Il fait suivre la requête au gouverneur général, lord Minto, qui facilitera l’accès de Forbes aux souverains.

Image noir et blanc d’une page numérisée tirée d’un microfilm.

Lettre du premier ministre Wilfrid Laurier au gouverneur général lord Minto, recommandant que la commande soit faite au peintre John Colin Forbes et que des démarches soient entreprises à cet effet auprès du roi. (Fonds Wilfrid Laurier, MG26 G 1(A), vol. 326, page 87632, microfilm C-813)

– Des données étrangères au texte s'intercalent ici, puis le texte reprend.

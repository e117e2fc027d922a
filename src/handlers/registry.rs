use crate::naming::pluralize;
use once_cell::sync::Lazy;
use regex::Regex;
use std::collections::HashMap;

/// Module path the standard infrastructure imports live under.
pub const DEFAULT_INFRA_MODULE: &str = "github.com/archesai/archesai";

static REPOSITORY_TYPE: Lazy<Regex> = Lazy::new(|| {
    Regex::new(r"^repositories\.([A-Za-z_][A-Za-z0-9_]*)Repository$")
        .expect("repository type regex should be valid")
});

/// How bootstrap code obtains one dependency.
#[derive(Debug, Clone, PartialEq, Eq)]
pub struct DependencyResolution {
    /// Go expression passed to the constructor, e.g. `infra.AuthService`
    pub expression: String,
    /// Import path the expression needs, `None` for same-package references
    pub import: Option<String>,
}

impl DependencyResolution {
    pub fn new(expression: impl Into<String>, import: Option<String>) -> Self {
        DependencyResolution {
            expression: expression.into(),
            import,
        }
    }
}

/// Maps Go type expressions to bootstrap wiring expressions.
///
/// Lookup order: exact match in the table, then the repository rule
/// (`repositories.<X>Repository` becomes `repos.<plural X>`). Misses are left
/// to the caller, which emits a placeholder.
#[derive(Debug, Clone, Default)]
pub struct DependencyRegistry {
    mappings: HashMap<String, DependencyResolution>,
}

impl DependencyRegistry {
    /// An empty registry; only the repository rule applies.
    pub fn new() -> Self {
        Self::default()
    }

    /// Registry preloaded with the infrastructure singletons under `infra_module`.
    pub fn standard(infra_module: &str) -> Self {
        let base = infra_module.trim_end_matches('/');
        let import = |pkg: &str| Some(format!("{base}/pkg/{pkg}"));

        let mut registry = Self::new();
        registry.add_mapping("*auth.Service", "infra.AuthService", import("auth"));
        registry.add_mapping("events.Publisher", "infra.EventPublisher", import("events"));
        registry.add_mapping("*events.Publisher", "infra.EventPublisher", import("events"));
        registry.add_mapping(
            "*executor.ExecutorService[map[string]any, map[string]any]",
            "infra.ExecutorService",
            import("executor"),
        );
        registry.add_mapping("*config.Config", "cfg", None);
        registry
    }

    /// Add or replace the mapping for `type_expr`. Last write wins.
    pub fn add_mapping(
        &mut self,
        type_expr: impl Into<String>,
        expression: impl Into<String>,
        import: Option<String>,
    ) {
        self.mappings.insert(
            type_expr.into(),
            DependencyResolution::new(expression, import),
        );
    }

    pub fn resolve(&self, type_expr: &str) -> Option<DependencyResolution> {
        if let Some(found) = self.mappings.get(type_expr) {
            return Some(found.clone());
        }
        REPOSITORY_TYPE.captures(type_expr).map(|caps| {
            DependencyResolution::new(format!("repos.{}", pluralize(&caps[1])), None)
        })
    }

    pub fn len(&self) -> usize {
        self.mappings.len()
    }

    pub fn is_empty(&self) -> bool {
        self.mappings.is_empty()
    }
}

/// Expression emitted for a dependency that needs manual wiring.
pub fn placeholder(type_expr: &str) -> String {
    format!("/* TODO: resolve {type_expr} */")
}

La séance de pose est accordée, et John Colin Forbes se rend en Angleterre afin de peindre les tableaux. Malheureusement, ceux-ci seront détruits lors de l’incendie du Parlement en 1916, moins de douze ans après leur création. Cependant, les quatre portraits officiels des présidents de la Chambre des communes et les six portraits officiels des présidents du Sénat peints par Forbes échappent à l’incendie.

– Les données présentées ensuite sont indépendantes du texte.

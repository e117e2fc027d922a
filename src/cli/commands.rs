use crate::config::{detect_config, load_config, SpecgenConfig};
use crate::generator::{bundle_spec, fragment_registry, generate_project, GenerateOptions};
use crate::logging::LogFormat;
use crate::orchestrator::{ProgressCallback, ProgressEvent};
use crate::spec::{load_spec, ApiModel};
use anyhow::Context;
use clap::{Args, Parser, Subcommand, ValueEnum};
use std::fs;
use std::path::PathBuf;
use std::sync::Arc;
use tracing::{debug, info};

/// Output directory when neither the flag nor the config names one.
pub const DEFAULT_OUTPUT: &str = "generated";

/// Command-line interface for specgen
#[derive(Parser, Debug)]
#[command(name = "specgen", version)]
#[command(about = "Generate a Go backend from an OpenAPI spec with x-codegen extensions", long_about = None)]
pub struct Cli {
    /// Log level (trace, debug, info, warn, error); overrides SPECGEN_LOG_LEVEL
    #[arg(long, global = true)]
    pub log_level: Option<String>,

    /// Log format; overrides SPECGEN_LOG_FORMAT
    #[arg(long, global = true, value_enum)]
    pub log_format: Option<LogFormatArg>,

    /// The subcommand to execute
    #[command(subcommand)]
    pub command: Commands,
}

#[derive(Clone, Copy, Debug, PartialEq, Eq, ValueEnum)]
pub enum LogFormatArg {
    Json,
    Pretty,
    Compact,
}

impl From<LogFormatArg> for LogFormat {
    fn from(arg: LogFormatArg) -> Self {
        match arg {
            LogFormatArg::Json => LogFormat::Json,
            LogFormatArg::Pretty => LogFormat::Pretty,
            LogFormatArg::Compact => LogFormat::Compact,
        }
    }
}

/// Flags of `specgen generate`.
#[derive(Args, Debug, Clone, PartialEq, Eq)]
pub struct GenerateArgs {
    /// Path to the OpenAPI specification file (YAML or JSON)
    #[arg(short, long)]
    pub spec: PathBuf,

    /// Output directory (default: `output` from specgen.toml, else ./generated)
    #[arg(short, long)]
    pub output: Option<PathBuf>,

    /// Run only these generators (comma-separated or repeated)
    #[arg(long, num_args = 1.., value_delimiter = ',')]
    pub only: Vec<String>,

    /// Render everything in memory and print what would be written
    #[arg(long, default_value_t = false)]
    pub dry_run: bool,

    /// Directory holding hand-written `*.impl.go` handlers (default: <output>/handlers)
    #[arg(long)]
    pub handlers_dir: Option<PathBuf>,

    /// Ownership context; schemas and operations tagged with another
    /// `x-internal` value are composed instead of generated
    #[arg(long)]
    pub context: Option<String>,

    /// Go module path (default: the spec's project name)
    #[arg(long)]
    pub module: Option<String>,

    /// Path to specgen.toml; auto-detected next to the spec when omitted
    #[arg(long)]
    pub config: Option<PathBuf>,

    /// Run gofmt over the output afterwards
    #[arg(long, default_value_t = false)]
    pub format: bool,
}

impl GenerateArgs {
    /// Combine the flags with `config`; flags win.
    pub fn into_options(self, config: SpecgenConfig) -> GenerateOptions {
        let output = self
            .output
            .or(config.output)
            .unwrap_or_else(|| PathBuf::from(DEFAULT_OUTPUT));
        GenerateOptions {
            only: if self.only.is_empty() {
                config.only
            } else {
                self.only
            },
            dry_run: self.dry_run,
            handlers_dir: self.handlers_dir.or(config.handlers_dir),
            context: self.context.or(config.context).unwrap_or_default(),
            module: self.module.or(config.module),
            go_version: config.go_version,
            infra_module: config.infra_module,
            dependencies: config.dependencies,
            fragments: config.fragments.into_iter().collect(),
            format: self.format || config.format,
            ..GenerateOptions::new(self.spec, output)
        }
    }

    fn config(&self) -> anyhow::Result<SpecgenConfig> {
        match &self.config {
            Some(path) => load_config(path)?
                .with_context(|| format!("config file not found: {}", path.display())),
            None => match detect_config(&self.spec) {
                Some(path) => {
                    debug!(config = %path.display(), "using detected config");
                    Ok(load_config(&path)?.unwrap_or_default())
                }
                None => Ok(SpecgenConfig::default()),
            },
        }
    }
}

/// Available commands
#[derive(Subcommand, Debug)]
pub enum Commands {
    /// Generate Go code from an OpenAPI spec
    Generate(GenerateArgs),
    /// Merge includes and write the spec as one self-contained document
    Bundle {
        /// Path to the OpenAPI specification file (YAML or JSON)
        #[arg(short, long)]
        spec: PathBuf,

        /// Where to write the bundle; `.json` writes JSON, anything else YAML
        #[arg(short, long)]
        output: PathBuf,
    },
    /// Print the schemas and operations of a spec
    Inspect {
        /// Path to the OpenAPI specification file (YAML or JSON)
        #[arg(short, long)]
        spec: PathBuf,

        /// Ownership context
        #[arg(long, default_value = "")]
        context: String,
    },
}

/// Execute a parsed command.
///
/// # Errors
///
/// Returns the attributed cause of the first failure.
pub fn run_cli(cli: Cli) -> anyhow::Result<()> {
    match cli.command {
        Commands::Generate(args) => {
            let config = args.config()?;
            let options = args.into_options(config);
            let progress: ProgressCallback = Arc::new(|event: &ProgressEvent| {
                if let ProgressEvent::GeneratorDone { name, index, total } = event {
                    debug!(generator = %name, index, total, "generator finished");
                }
            });
            let outcome = generate_project(&options, Some(progress))?;

            if let Some(report) = &outcome.report {
                print!("{report}");
            } else {
                println!(
                    "✅ {} generators wrote {} in {} ms",
                    outcome.summary.executed.len(),
                    options.output.display(),
                    outcome.summary.elapsed.as_millis()
                );
            }
            Ok(())
        }
        Commands::Bundle { spec, output } => {
            let fragments: Vec<(String, PathBuf)> = match detect_config(&spec) {
                Some(path) => load_config(&path)?
                    .unwrap_or_default()
                    .fragments
                    .into_iter()
                    .collect(),
                None => Vec::new(),
            };
            let document = bundle_spec(&spec, fragment_registry(&fragments)?)?;
            let is_json = output.extension().is_some_and(|e| e == "json");
            let contents = if is_json {
                serde_json::to_string_pretty(&document)?
            } else {
                serde_yaml::to_string(&document)?
            };
            if let Some(parent) = output.parent().filter(|p| !p.as_os_str().is_empty()) {
                fs::create_dir_all(parent)
                    .with_context(|| format!("failed to create {}", parent.display()))?;
            }
            fs::write(&output, contents)
                .with_context(|| format!("failed to write {}", output.display()))?;
            info!(output = %output.display(), "bundle written");
            Ok(())
        }
        Commands::Inspect { spec, context } => {
            let model = load_spec(&spec, &context)?;
            print!("{}", describe_model(&model));
            Ok(())
        }
    }
}

/// Human-readable listing used by `inspect`.
pub fn describe_model(model: &ApiModel) -> String {
    let context = if model.context.is_empty() {
        "<none>"
    } else {
        model.context.as_str()
    };
    let mut lines = vec![format!(
        "{} {} (project {}, context {})",
        model.title, model.version, model.project_name, context
    )];

    lines.push(format!("\nSchemas ({}):", model.schemas.len()));
    for schema in &model.schemas {
        let owner = schema.ownership.as_deref().unwrap_or("-");
        let mut line = format!(
            "  {:<28} {:<12} owner={owner}",
            schema.name,
            schema.kind.to_string()
        );
        if let Some(repository) = schema.codegen.as_ref().and_then(|c| c.repository.as_ref()) {
            let ops: Vec<&str> = repository.operations.iter().map(|o| o.as_str()).collect();
            line.push_str(&format!(" repository=[{}]", ops.join(", ")));
        }
        lines.push(line);
    }

    lines.push(format!("\nOperations ({}):", model.operations.len()));
    for op in &model.operations {
        let security = if op.is_public() {
            "public".to_string()
        } else {
            op.security
                .iter()
                .map(|s| s.name.as_str())
                .collect::<Vec<_>>()
                .join("|")
        };
        let mut line = format!(
            "  {:<7} {:<32} {:<24} [{}] {security}",
            op.method.as_str(),
            op.path,
            op.id,
            op.tag
        );
        if op.custom_handler {
            line.push_str(" custom-handler");
        }
        if let Some(owner) = &op.ownership {
            line.push_str(&format!(" owner={owner}"));
        }
        lines.push(line);
    }

    let packages = model.composed_packages();
    if !packages.is_empty() {
        let names: Vec<&str> = packages.iter().map(String::as_str).collect();
        lines.push(format!("\nComposed packages: {}", names.join(", ")));
    }

    let mut out = lines.join("\n");
    out.push('\n');
    out
}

Photo noir et blanc d’un édifice en proie aux flammes.

La partie Est de l’Édifice du Centre en proie aux flammes, Ottawa, 1916. (a052822-v8 )

Sir John A. Macdonald et sir Wilfrid Laurier : des portraits inspirants

Deux des portraits de premiers ministres peints par John Colin Forbes seront à leur tour une source d’inspiration pour leurs successeurs. En effet, dans un article du Winnipeg Free Press publié le 20 mars 1965 (en anglais), le journaliste Peter C. Newman relate que chaque nouveau premier ministre en poste à Ottawa s’empresse de faire installer, dans son bureau de l’édifice de l’Est, soit le tableau de sir John A. Macdonald, soit le tableau de sir Wilfrid Laurier – dépendamment de ses allégeances politiques. Cette pratique change toutefois sous Lester B. Pearson, alors que le premier ministre demande à ce que les deux tableaux ornent les murs de son bureau.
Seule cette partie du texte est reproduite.